Fussion Jazz en el Patio de los Leones

El estreno de "Las Noches del Infantado" vestía de fussion Jazz el Patio de los Leones, este miércoles, con la banda de rock de culto neoyorquina Screaming Headless Torsos dentro de la gira que viene realizando por Europa en su 20 aniversario con temas de sus cinco discos, especialmente su último trabajo, Code Redtras, publicado en 2014 despues de 9 años sin tocar estudio de grabación si no era para que algunos de sus componentes publicasen trabajos propios o colaborasen con otros músicos y bandas. 

La formación, aunque ayer no tuviese su mejor día con el sonido, es definitivamente de lo más brutal en los directos, fama que la precede de otros encuentros y que ayer no fue posible.
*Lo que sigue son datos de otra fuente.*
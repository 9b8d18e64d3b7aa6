#![doc = include_str!("../README.md")]

pub mod endpoint;

#[cfg(test)]
mod testing;

pub use crate::endpoint::{Endpoint, kind::EndpointKind};
use chrono::{DateTime, Utc};

pub type Result<T = (), E = anyhow::Error> = anyhow::Result<T, E>;

pub const T1: &str = "2022-11-02T01:00:00Z";
pub const T2: &str = "2022-11-02T01:02:03Z";

/// Initialize compact logging for unit tests, once per test binary.
pub fn init_tracing() {
    let _ = tracing_subscriber::fmt()
        .without_time()
        .compact()
        .with_max_level(tracing::Level::TRACE)
        .with_test_writer()
        .try_init();
}

pub fn parse_rfc3339(value: &str) -> Result<DateTime<Utc>> {
    Ok(DateTime::parse_from_rfc3339(value)?.with_timezone(&Utc))
}
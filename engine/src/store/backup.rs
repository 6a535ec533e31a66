//! Remote backup seam
//!
//! The store propagates every local write to a remote backup,
//! fire-and-forget. Failures are surfaced as notices, never retried
//! here and never rolled back locally.

use crate::error::BackupError;
use async_trait::async_trait;
use shared::order::Order;

/// Best-effort remote persistence for orders.
#[async_trait]
pub trait BackupService: Send + Sync {
    async fn save(&self, order: &Order) -> Result<(), BackupError>;
}

/// Backup that accepts everything. Useful when no remote is configured.
#[derive(Debug, Default)]
pub struct NoopBackup;

#[async_trait]
impl BackupService for NoopBackup {
    async fn save(&self, _order: &Order) -> Result<(), BackupError> {
        Ok(())
    }
}

/// Non-fatal notice raised when a backup attempt fails.
/// Local state remains authoritative.
#[derive(Debug, Clone, PartialEq)]
pub struct BackupNotice {
    pub order_id: String,
    pub error: BackupError,
    pub at: i64,
}
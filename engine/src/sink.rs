//! External collaborator seams: alert sink and print trigger
//!
//! Both are best-effort. A sink that fails to play a sound or a
//! printer that jams must never block or roll back the store mutation
//! that triggered it, so neither trait returns an error to propagate.

use shared::event::Notice;
use shared::menu::Department;
use shared::order::OrderItem;

/// Consumes discrete notices. Rendering and audio are its business.
pub trait NotificationSink: Send + Sync {
    fn notify(&self, notice: Notice);
}

/// Produces a department ticket. Content formatting is out of scope;
/// the engine only triggers it with the relevant item subset.
pub trait TicketPrinter: Send + Sync {
    fn print_ticket(&self, department: Department, table: &str, waiter: &str, items: &[OrderItem]);
}

/// Sink that logs notices through tracing. Default when no UI sink is
/// attached.
#[derive(Debug, Default)]
pub struct LogSink;

impl NotificationSink for LogSink {
    fn notify(&self, notice: Notice) {
        tracing::info!(
            kind = ?notice.kind,
            department = %notice.department,
            message = %notice.message,
            "notice"
        );
    }
}

/// Printer that logs the trigger instead of driving hardware.
#[derive(Debug, Default)]
pub struct LogPrinter;

impl TicketPrinter for LogPrinter {
    fn print_ticket(&self, department: Department, table: &str, waiter: &str, items: &[OrderItem]) {
        tracing::info!(
            department = %department,
            table = %table,
            waiter = %waiter,
            items = items.len(),
            "ticket print triggered"
        );
    }
}
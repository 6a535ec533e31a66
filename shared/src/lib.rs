//! Shared types for the Comanda engine
//!
//! Common types used across the engine and its consumer views:
//! menu catalog definitions, department settings, order state,
//! and the sync/notification event vocabulary.

pub mod event;
pub mod menu;
pub mod order;
pub mod settings;

// Re-exports
pub use event::{Notice, NoticeKind, SyncEvent};
pub use menu::{Category, Department, MenuItem};
pub use order::{DeliveryInfo, Order, OrderItem, OrderStatus};
pub use serde::{Deserialize, Serialize};
pub use settings::DepartmentSettings;
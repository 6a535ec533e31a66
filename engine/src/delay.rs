//! Delay monitor
//!
//! Per-order elapsed-time classifier with edge-triggered escalation.
//! Each periodic tick recomputes the band per order and compares it
//! with the band seen on the previous tick; an event fires only on
//! band entry, never on re-checks inside the same band.

use shared::order::Order;
use std::collections::HashMap;

/// Elapsed-time classification bands.
#[derive(Debug, Clone, Copy, PartialEq, Eq, PartialOrd, Ord)]
pub enum DelayBand {
    Normal,
    Warning,
    Critical,
}

/// Escalation fired when an order enters a band.
#[derive(Debug, Clone, PartialEq)]
pub struct DelayEvent {
    pub order_id: String,
    pub table: String,
    pub band: DelayBand,
    pub elapsed_minutes: i64,
}

/// Tracks the last-seen band per order.
#[derive(Debug, Clone)]
pub struct DelayMonitor {
    warning_minutes: i64,
    critical_minutes: i64,
    bands: HashMap<String, DelayBand>,
}

impl DelayMonitor {
    pub fn new(warning_minutes: i64, critical_minutes: i64) -> Self {
        Self {
            warning_minutes,
            critical_minutes,
            bands: HashMap::new(),
        }
    }

    pub fn classify(&self, elapsed_minutes: i64) -> DelayBand {
        if elapsed_minutes >= self.critical_minutes {
            DelayBand::Critical
        } else if elapsed_minutes >= self.warning_minutes {
            DelayBand::Warning
        } else {
            DelayBand::Normal
        }
    }

    /// Re-check every order against its reference time and emit one
    /// event per band entry (Warning or Critical). Orders absent from
    /// the input are evicted so a reused table starts fresh.
    ///
    /// `reference` picks the comparison time: the order's own
    /// `timestamp` for ticket views, or the oldest active order's
    /// `created_at` for table views (see [`table_reference`]).
    pub fn tick(
        &mut self,
        orders: &[Order],
        now: i64,
        reference: impl Fn(&Order) -> i64,
    ) -> Vec<DelayEvent> {
        let mut events = Vec::new();
        let mut seen = HashMap::new();

        for order in orders {
            let elapsed_minutes = (now - reference(order)) / 60_000;
            let band = self.classify(elapsed_minutes);
            seen.insert(order.id.clone(), band);

            let previous = self.bands.get(&order.id).copied().unwrap_or(DelayBand::Normal);
            if band > previous && band != DelayBand::Normal {
                events.push(DelayEvent {
                    order_id: order.id.clone(),
                    table: order.table.clone(),
                    band,
                    elapsed_minutes,
                });
            }
        }

        self.bands = seen;
        events
    }
}

/// Table-view reference time: `created_at` of the oldest still-active
/// order for the table.
pub fn table_reference(orders: &[Order], table: &str) -> Option<i64> {
    orders
        .iter()
        .filter(|o| o.is_active() && o.table == table)
        .map(|o| o.created_at)
        .min()
}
Screaming Headless Torsos fue fundada en los años  90 por el prestigioso guitarrista de la escena musical neoyorquina David Fiuczynski ( David Fuze) . Aunque se insista en su entronque rock, es el sonido Soul y Rythm & Blues, Jazz-fussión de la Costa Este que hiciera furor con maestros como George Benson  a finales de los 70 y que al nivel más popular conocimos como Sonido Philadelphia, auténtico cajón desastre en el que podíamos encontrar desde el funk coral de Earth Wind & Fire al pasteleo romántico de Barry White. En el caso de los TORSOS la enorme calidad de cada componente les permite pasearse sin miedo por los caminos del Jazz Fusión, donde la improvisación, el juego de voces e instrumentos, la sorpresa y la calidez del directo son fundamentales, pasando con nota las dificultades sin despeinarse a la hora de Hip-hopear, celebrar duelos de voz-guitarra o hacer una variación de Jimi Hendrix, que hubiese aplaudido si no fuera un bonito cadáver de 27 años, los que tenía cuando se fue al guá como  el Morrison o la Winehouse... era eso de vivir deprisa y morirse joven y  guapo.
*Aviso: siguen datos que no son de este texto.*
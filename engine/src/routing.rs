//! Department routing
//!
//! Decides which preparation station a line item belongs to and
//! whether a department is finished with it. Combo items are routed
//! through their expanded sub-items, never through the wrapper.

use crate::catalog::MenuCatalog;
use shared::menu::{Department, MenuItem};
use shared::order::{Order, OrderItem};
use shared::settings::DepartmentSettings;

/// Expand a combo into its constituent catalog entries.
///
/// Sub-item ids that no longer resolve (catalog entry deleted) are
/// dropped silently; the combo is routed as having one fewer part.
/// The result is used only for routing and visibility, never written
/// back onto the order.
pub fn expand_combo(combo: &MenuItem, catalog: &MenuCatalog) -> Vec<MenuItem> {
    combo
        .sub_item_ids
        .iter()
        .filter_map(|id| catalog.get(id).cloned())
        .collect()
}

/// Routing view over the catalog and current settings.
#[derive(Debug, Clone, Copy)]
pub struct Router<'a> {
    pub catalog: &'a MenuCatalog,
    pub settings: &'a DepartmentSettings,
}

impl<'a> Router<'a> {
    pub fn new(catalog: &'a MenuCatalog, settings: &'a DepartmentSettings) -> Self {
        Self { catalog, settings }
    }

    /// Destination for a single (non-combo-wrapper) menu item:
    /// per-item override first, then the category mapping, then the
    /// configured default.
    pub fn resolve_department(&self, item: &MenuItem) -> Department {
        item.department_override
            .unwrap_or_else(|| self.settings.destination(item.category))
    }

    /// Whether a line item concerns the given department at all.
    /// Separators are relevant everywhere; combos are relevant if any
    /// sub-item routes to the target.
    pub fn is_relevant(&self, line: &OrderItem, department: Department) -> bool {
        if line.is_separator {
            return true;
        }
        if line.item.is_combo() {
            return expand_combo(&line.item, self.catalog)
                .iter()
                .any(|sub| self.resolve_department(sub) == department);
        }
        self.resolve_department(&line.item) == department
    }

    /// Whether the department is finished with this line item.
    ///
    /// Plain items: the `completed` flag, provided the item routes to
    /// the department. Combos: every sub-item routing to the
    /// department is in `combo_completed_parts` (vacuously true when
    /// none do). Separators are never completable and never block a
    /// queue, so they count as done.
    pub fn is_fully_done_for(&self, line: &OrderItem, department: Department) -> bool {
        self.part_state(line, department, line.completed, &line.combo_completed_parts)
    }

    /// Same shape as [`Self::is_fully_done_for`] over the served flags.
    pub fn is_fully_served_for(&self, line: &OrderItem, department: Department) -> bool {
        self.part_state(line, department, line.served, &line.combo_served_parts)
    }

    fn part_state(
        &self,
        line: &OrderItem,
        department: Department,
        flag: bool,
        done_parts: &std::collections::BTreeSet<String>,
    ) -> bool {
        if line.is_separator {
            return true;
        }
        if line.item.is_combo() {
            return expand_combo(&line.item, self.catalog)
                .iter()
                .filter(|sub| self.resolve_department(sub) == department)
                .all(|sub| done_parts.contains(&sub.id));
        }
        if self.resolve_department(&line.item) != department {
            // Not this department's concern.
            return true;
        }
        flag
    }

    /// Department-scoped ticket projection: the items this station
    /// actually works, separators included. An order with no relevant
    /// dishes yields only separators and is treated as inert by views.
    pub fn ticket_items<'b>(&self, order: &'b Order, department: Department) -> Vec<&'b OrderItem> {
        order
            .items
            .iter()
            .filter(|line| self.is_relevant(line, department))
            .collect()
    }

    /// Whether every relevant item of the order is done for the
    /// department. Drives ticket hiding and the department-cleared
    /// edge in the snapshot diff.
    pub fn order_done_for(&self, order: &Order, department: Department) -> bool {
        order
            .items
            .iter()
            .filter(|line| !line.is_separator)
            .filter(|line| self.is_relevant(line, department))
            .all(|line| self.is_fully_done_for(line, department))
    }
}

#[cfg(test)]
mod tests {
    use super::*;
    use shared::menu::Category;

    fn catalog() -> MenuCatalog {
        let mut combo = MenuItem::new("c1", "Menu Pranzo", 12.5, Category::Combo);
        combo.sub_item_ids = vec!["p1".into(), "b1".into(), "ghost".into()];
        MenuCatalog::new(vec![
            MenuItem::new("p1", "Margherita", 7.0, Category::Pizza),
            MenuItem::new("b1", "Acqua", 1.5, Category::Bevanda),
            MenuItem::new("k1", "Carbonara", 9.0, Category::Primo),
            combo,
        ])
    }

    fn line(catalog: &MenuCatalog, id: &str) -> OrderItem {
        OrderItem::new(catalog.get(id).unwrap().clone(), 1)
    }

    #[test]
    fn expand_drops_unresolvable_ids() {
        let catalog = catalog();
        let expanded = expand_combo(catalog.get("c1").unwrap(), &catalog);
        let names: Vec<_> = expanded.iter().map(|i| i.id.as_str()).collect();
        assert_eq!(names, vec!["p1", "b1"]);
    }

    #[test]
    fn override_beats_category_mapping() {
        let catalog = catalog();
        let settings = DepartmentSettings::default();
        let router = Router::new(&catalog, &settings);

        let mut item = catalog.get("p1").unwrap().clone();
        assert_eq!(router.resolve_department(&item), Department::Pizzeria);
        item.department_override = Some(Department::Bar);
        assert_eq!(router.resolve_department(&item), Department::Bar);
    }

    #[test]
    fn combo_relevance_follows_sub_items() {
        let catalog = catalog();
        let settings = DepartmentSettings::default();
        let router = Router::new(&catalog, &settings);
        let combo = line(&catalog, "c1");

        assert!(router.is_relevant(&combo, Department::Pizzeria));
        assert!(router.is_relevant(&combo, Department::Bar));
        assert!(!router.is_relevant(&combo, Department::Kitchen));
    }

    #[test]
    fn separator_is_relevant_everywhere_and_always_done() {
        let catalog = catalog();
        let settings = DepartmentSettings::default();
        let router = Router::new(&catalog, &settings);
        let sep = OrderItem::separator();

        for dept in [Department::Kitchen, Department::Pizzeria, Department::Bar] {
            assert!(router.is_relevant(&sep, dept));
            assert!(router.is_fully_done_for(&sep, dept));
        }
    }

    #[test]
    fn combo_done_per_department() {
        let catalog = catalog();
        let settings = DepartmentSettings::default();
        let router = Router::new(&catalog, &settings);
        let mut combo = line(&catalog, "c1");

        // Nothing routes to Kitchen: vacuously done.
        assert!(router.is_fully_done_for(&combo, Department::Kitchen));
        assert!(!router.is_fully_done_for(&combo, Department::Pizzeria));
        assert!(!router.is_fully_done_for(&combo, Department::Bar));

        combo.combo_completed_parts.insert("p1".into());
        assert!(router.is_fully_done_for(&combo, Department::Pizzeria));
        assert!(!router.is_fully_done_for(&combo, Department::Bar));

        combo.combo_completed_parts.insert("b1".into());
        assert!(router.is_fully_done_for(&combo, Department::Bar));
    }

    #[test]
    fn served_tracking_mirrors_completion() {
        let catalog = catalog();
        let settings = DepartmentSettings::default();
        let router = Router::new(&catalog, &settings);
        let mut plain = line(&catalog, "k1");

        assert!(!router.is_fully_served_for(&plain, Department::Kitchen));
        plain.served = true;
        assert!(router.is_fully_served_for(&plain, Department::Kitchen));
        // Other departments are unconcerned.
        assert!(router.is_fully_served_for(&plain, Department::Bar));
    }

    #[test]
    fn order_done_ignores_foreign_items() {
        let catalog = catalog();
        let settings = DepartmentSettings::default();
        let router = Router::new(&catalog, &settings);

        let mut pizza = line(&catalog, "p1");
        let drink = line(&catalog, "b1");
        let order = Order::new("4", "Anna", vec![pizza.clone(), drink]);
        assert!(!router.order_done_for(&order, Department::Pizzeria));

        pizza.completed = true;
        let order = Order::new("4", "Anna", vec![pizza, line(&catalog, "b1")]);
        assert!(router.order_done_for(&order, Department::Pizzeria));
        assert!(!router.order_done_for(&order, Department::Bar));
    }

    #[test]
    fn empty_order_is_inert_for_every_department() {
        let catalog = catalog();
        let settings = DepartmentSettings::default();
        let router = Router::new(&catalog, &settings);
        let order = Order::new("9", "Anna", vec![]);

        assert!(router.ticket_items(&order, Department::Kitchen).is_empty());
        assert!(router.order_done_for(&order, Department::Kitchen));
    }
}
Decíamos que no fue posible el despliegue habitual  porque como viene siendo costumbre la gente estaba en cualquier sitio menos en un concierto y éramos algo más de un centenar cuando empezaba, pero entre el misterioso retraso de la banda, que con el alcalde en el escenario aún andaba de merienda en el bar de al lado, y la malísima sonorización, incontrolable en el patio de los Leones sobre todo si hay más leones que personal, lo cierto es que fue un mal trago difícil de pasar del tirón. Eso sí, a 10 metros del escenario aún se podía disfrutar de la voz enorme de su vocalista Freedom Bremner, los inacabables paseos por el mástil del Fuze con riffs que a más de uno de nuestros paísanos músicos le tenía embelesado, o energética y virtuosa disposición de  Daniel Sadownick, percusionista que hacía música hasta con un patito de goma y una cuchufleta.
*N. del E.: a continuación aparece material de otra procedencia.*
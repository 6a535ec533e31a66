//! Menu catalog types
//!
//! `MenuItem` is the catalog-side definition of a dish. Orders embed a
//! copy of the item at submit time, never a live reference, so later
//! catalog edits do not rewrite history.

use serde::{Deserialize, Serialize};

/// A physical preparation station that owns a subset of the menu.
#[derive(Debug, Clone, Copy, Serialize, Deserialize, PartialEq, Eq, Hash, Default)]
#[serde(rename_all = "SCREAMING_SNAKE_CASE")]
pub enum Department {
    #[default]
    Kitchen,
    Pizzeria,
    Bar,
}

impl std::fmt::Display for Department {
    fn fmt(&self, f: &mut std::fmt::Formatter<'_>) -> std::fmt::Result {
        match self {
            Department::Kitchen => write!(f, "KITCHEN"),
            Department::Pizzeria => write!(f, "PIZZERIA"),
            Department::Bar => write!(f, "BAR"),
        }
    }
}

/// Dish category. Fixed set; department routing maps categories to
/// departments via [`crate::settings::DepartmentSettings`].
#[derive(Debug, Clone, Copy, Serialize, Deserialize, PartialEq, Eq, Hash)]
#[serde(rename_all = "SCREAMING_SNAKE_CASE")]
pub enum Category {
    Antipasto,
    Primo,
    Secondo,
    Contorno,
    Pizza,
    Dessert,
    Bevanda,
    /// Composite item whose `sub_item_ids` reference other catalog entries.
    Combo,
}

/// Catalog entry for a dish.
#[derive(Debug, Clone, Serialize, Deserialize, PartialEq)]
pub struct MenuItem {
    /// Catalog ID
    pub id: String,
    /// Display name
    pub name: String,
    /// Unit price
    pub price: f64,
    /// Category
    pub category: Category,
    /// Sub-item catalog IDs (non-empty only for `Category::Combo`)
    #[serde(default, skip_serializing_if = "Vec::is_empty")]
    pub sub_item_ids: Vec<String>,
    /// Per-item routing override, takes precedence over the category mapping
    #[serde(skip_serializing_if = "Option::is_none")]
    pub department_override: Option<Department>,
}

impl MenuItem {
    pub fn new(id: impl Into<String>, name: impl Into<String>, price: f64, category: Category) -> Self {
        Self {
            id: id.into(),
            name: name.into(),
            price,
            category,
            sub_item_ids: Vec::new(),
            department_override: None,
        }
    }

    /// Whether this entry is a combo with trackable sub-parts.
    pub fn is_combo(&self) -> bool {
        self.category == Category::Combo && !self.sub_item_ids.is_empty()
    }
}
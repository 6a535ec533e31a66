//! Queue sort persistence
//!
//! Departments drag tickets into a manual order. The saved sequence is
//! merged with whatever is live: saved ids keep their relative
//! position (filtered to orders still present), newcomers are appended
//! in timestamp order. A manual reorder replaces the whole sequence.

use shared::menu::Department;
use shared::order::Order;
use std::collections::HashSet;

/// Abstract keyed store for per-department display sequences.
pub trait SortStore: Send + Sync {
    fn load(&self, department: Department) -> Vec<String>;
    fn save(&self, department: Department, order_ids: &[String]);
}

/// Merge the saved manual sequence with the live queue.
pub fn merge_sorted(saved_ids: &[String], live: &[Order]) -> Vec<String> {
    let live_ids: HashSet<&str> = live.iter().map(|o| o.id.as_str()).collect();

    let mut merged: Vec<String> = saved_ids
        .iter()
        .filter(|id| live_ids.contains(id.as_str()))
        .cloned()
        .collect();

    let placed: HashSet<&str> = merged.iter().map(String::as_str).collect();
    let mut newcomers: Vec<&Order> = live
        .iter()
        .filter(|o| !placed.contains(o.id.as_str()))
        .collect();
    newcomers.sort_by_key(|o| (o.timestamp, o.id.clone()));
    merged.extend(newcomers.into_iter().map(|o| o.id.clone()));

    merged
}

/// In-memory sort store, for tests and single-process deployments.
#[derive(Debug, Default)]
pub struct MemorySortStore {
    sequences: parking_lot::RwLock<std::collections::HashMap<Department, Vec<String>>>,
}

impl SortStore for MemorySortStore {
    fn load(&self, department: Department) -> Vec<String> {
        self.sequences
            .read()
            .get(&department)
            .cloned()
            .unwrap_or_default()
    }

    fn save(&self, department: Department, order_ids: &[String]) {
        self.sequences
            .write()
            .insert(department, order_ids.to_vec());
    }
}
//! Order store
//!
//! The canonical, shared collection of orders. Writes are synchronous
//! and local-first behind a single writer lock; subscribers get a
//! payload-free tick and re-read the whole collection. Each write is
//! followed by a best-effort async push to the remote backup.
//!
//! There is deliberately no version or sequence check across
//! concurrent writers: the last write wins. Multiple open views and a
//! voice command firing near-simultaneously reconcile through the
//! notification channel, not through locking discipline.

mod backup;

pub use backup::{BackupNotice, BackupService, NoopBackup};

use crate::error::OrderError;
use parking_lot::RwLock;
use shared::order::{Order, OrderItem};
use std::collections::HashMap;
use std::sync::Arc;
use tokio::sync::broadcast;

/// Change notification capacity. Ticks are tiny; a lagging consumer
/// just re-reads once after catching up.
const CHANGE_CHANNEL_CAPACITY: usize = 1024;
const NOTICE_CHANNEL_CAPACITY: usize = 256;

/// Payload-free change tick. Subscribers re-read the full collection.
#[derive(Debug, Clone, Copy, PartialEq, Eq)]
pub struct StoreChanged;

/// Canonical in-memory order collection.
pub struct OrderStore {
    orders: RwLock<HashMap<String, Order>>,
    change_tx: broadcast::Sender<StoreChanged>,
    notice_tx: broadcast::Sender<BackupNotice>,
    backup: Arc<dyn BackupService>,
}

impl std::fmt::Debug for OrderStore {
    fn fmt(&self, f: &mut std::fmt::Formatter<'_>) -> std::fmt::Result {
        f.debug_struct("OrderStore")
            .field("orders", &self.orders.read().len())
            .finish()
    }
}

impl OrderStore {
    pub fn new() -> Self {
        Self::with_backup(Arc::new(NoopBackup))
    }

    pub fn with_backup(backup: Arc<dyn BackupService>) -> Self {
        let (change_tx, _) = broadcast::channel(CHANGE_CHANNEL_CAPACITY);
        let (notice_tx, _) = broadcast::channel(NOTICE_CHANNEL_CAPACITY);
        Self {
            orders: RwLock::new(HashMap::new()),
            change_tx,
            notice_tx,
            backup,
        }
    }

    /// Subscribe to change ticks.
    pub fn subscribe(&self) -> broadcast::Receiver<StoreChanged> {
        self.change_tx.subscribe()
    }

    /// Subscribe to backup failure notices.
    pub fn backup_notices(&self) -> broadcast::Receiver<BackupNotice> {
        self.notice_tx.subscribe()
    }

    /// Full snapshot, oldest first. Orders are never physically
    /// deleted; Delivered ones stay for historical reporting.
    pub fn read_all(&self) -> Vec<Order> {
        let mut orders: Vec<Order> = self.orders.read().values().cloned().collect();
        orders.sort_by(|a, b| a.created_at.cmp(&b.created_at).then(a.id.cmp(&b.id)));
        orders
    }

    pub fn get(&self, id: &str) -> Option<Order> {
        self.orders.read().get(id).cloned()
    }

    /// Snapshot of non-Delivered orders, oldest first.
    pub fn active_orders(&self) -> Vec<Order> {
        self.read_all().into_iter().filter(Order::is_active).collect()
    }

    /// Upsert by id. Local-first and synchronous; the remote backup
    /// push happens afterwards and never blocks or rolls back.
    pub fn write(&self, order: Order) {
        {
            let mut orders = self.orders.write();
            orders.insert(order.id.clone(), order.clone());
        }
        if self.change_tx.send(StoreChanged).is_err() {
            tracing::debug!("store change tick dropped: no active subscribers");
        }
        self.push_backup(order);
    }

    /// Submit a non-empty cart against a table. Merges into the first
    /// active order for that table if one exists, otherwise opens a
    /// new Pending order. Merged-in items are flagged `is_added_later`.
    pub fn submit_cart(
        &self,
        table: &str,
        waiter: &str,
        items: Vec<OrderItem>,
    ) -> Result<Order, OrderError> {
        if items.is_empty() {
            return Err(OrderError::EmptyCart(table.to_string()));
        }

        let existing = self
            .active_orders()
            .into_iter()
            .find(|order| order.table == table);

        let order = match existing {
            Some(mut order) => {
                for mut line in items {
                    line.is_added_later = true;
                    order.items.push(line);
                }
                order.touch();
                tracing::info!(order_id = %order.id, table = %table, "cart merged into active order");
                order
            }
            None => {
                let order = Order::new(table, waiter, items);
                tracing::info!(order_id = %order.id, table = %table, "order created");
                order
            }
        };

        self.write(order.clone());
        Ok(order)
    }

    fn push_backup(&self, order: Order) {
        // Fire-and-forget: the local write has already committed.
        let Ok(handle) = tokio::runtime::Handle::try_current() else {
            tracing::debug!(order_id = %order.id, "no async runtime, backup skipped");
            return;
        };
        let backup = Arc::clone(&self.backup);
        let notice_tx = self.notice_tx.clone();
        handle.spawn(async move {
            if let Err(error) = backup.save(&order).await {
                tracing::warn!(order_id = %order.id, error = %error, "remote backup failed");
                let _ = notice_tx.send(BackupNotice {
                    order_id: order.id,
                    error,
                    at: chrono::Utc::now().timestamp_millis(),
                });
            }
        });
    }
}

impl Default for OrderStore {
    fn default() -> Self {
        Self::new()
    }
}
En resumen, muchísima miel servida en plato de paja –muy bonito eso sí – para unos cuantos melómanos que ya casi podríamos entrar en nómina como clac, ya que somos los que siempre estamos. Yo no sé si es que no nos gustan los conciertos de alto nivel, pero el caso es que esto sigue como siempre; con el programa musical que tenemos por delante y que os iremos contando desde estas páginas es imprescindible encontrar una solución que evite auditorios vacíos, músicos desilusionados y unos dirigentes que se hacen cruces pensando si estos gastos merecen la pena para la respuesta que tienen, con la consiguiente duda de los ciudadanos amantes del musiqueo de sí se estudian las posibilidades, entornos y difusión de los eventos.

Sea como fuere, por favor no tiren por la tangente y opten por lo que podría parecer lo lógico ante la poca respuesta popular, pasar de todo. Los 40 gatos, a los que ya urge un homenaje, seguiremos acudiendo... y si nos enteramos antes, incluso trataremos de llevar más gente.